WHAT TO WORK ON - Lines holding the word "info" are the ones to copy from the data below.

DATASET EXCERPTS -
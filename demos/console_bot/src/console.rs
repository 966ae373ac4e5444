//! A [`Bot`] that talks to the terminal.
//!
//! Plain lines become text messages. Lines starting with `/` become slash
//! interactions:
//!
//! ```text
//! /say text:hello times:2
//! /note add text:milk
//! ```
//!
//! Bare words after the command name form the `[group] subcommand` path;
//! `name:value` pairs become options typed from their value.

use std::any::Any;
use std::sync::Arc;

use async_trait::async_trait;
use relay::core::{
    ApiResult, Bot, Channel, CommandData, OptionMapping, PlatformEvent, SlashInteraction,
    SourceEvent, TextMessage, User,
};
use tracing::info;

pub struct ConsoleBot {
    user: User,
}

impl ConsoleBot {
    pub fn new() -> Arc<Self> {
        Arc::new(Self {
            user: User::bot(1, "relay"),
        })
    }
}

#[async_trait]
impl Bot for ConsoleBot {
    fn self_user(&self) -> &User {
        &self.user
    }

    async fn update_commands(&self, commands: Vec<CommandData>) -> ApiResult<()> {
        let names: Vec<String> = commands.into_iter().map(|c| c.name).collect();
        info!(commands = %names.join(", "), "Slash commands registered");
        Ok(())
    }

    async fn reply(&self, source: &SourceEvent, content: &str, ephemeral: bool) -> ApiResult<()> {
        let marker = if ephemeral { " (only you)" } else { "" };
        println!("[{} -> {}{marker}] {content}", self.user.name, source.user().name);
        Ok(())
    }

    fn as_any(self: Arc<Self>) -> Arc<dyn Any + Send + Sync> {
        self
    }
}

/// Turns one input line into a platform event.
pub fn parse_line(line: &str, author: &User, channel: &Channel) -> Option<PlatformEvent> {
    let line = line.trim();
    if line.is_empty() {
        return None;
    }

    let Some(rest) = line.strip_prefix('/') else {
        return Some(TextMessage::new(author.clone(), channel.clone(), line).into());
    };

    let mut tokens = rest.split_whitespace();
    let name = tokens.next()?;
    let mut interaction = SlashInteraction::new(name, author.clone(), channel.clone());
    let mut path = Vec::new();

    for token in tokens {
        match token.split_once(':') {
            Some((key, value)) => interaction = interaction.with_option(typed_option(key, value)),
            None => path.push(token),
        }
    }

    interaction = match path.as_slice() {
        [] => interaction,
        [sub] => interaction.with_subcommand(*sub),
        [group, sub, ..] => interaction.with_group(*group).with_subcommand(*sub),
    };

    Some(interaction.into())
}

fn typed_option(name: &str, value: &str) -> OptionMapping {
    if let Ok(n) = value.parse::<i64>() {
        OptionMapping::integer(name, n)
    } else if let Ok(b) = value.parse::<bool>() {
        OptionMapping::boolean(name, b)
    } else if let Ok(x) = value.parse::<f64>() {
        OptionMapping::number(name, x)
    } else {
        OptionMapping::string(name, value)
    }
}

SOLUTION TO THIS EXERCISE -
use tracing::info;
        info!(commands = %names.join(", "), "Slash commands registered");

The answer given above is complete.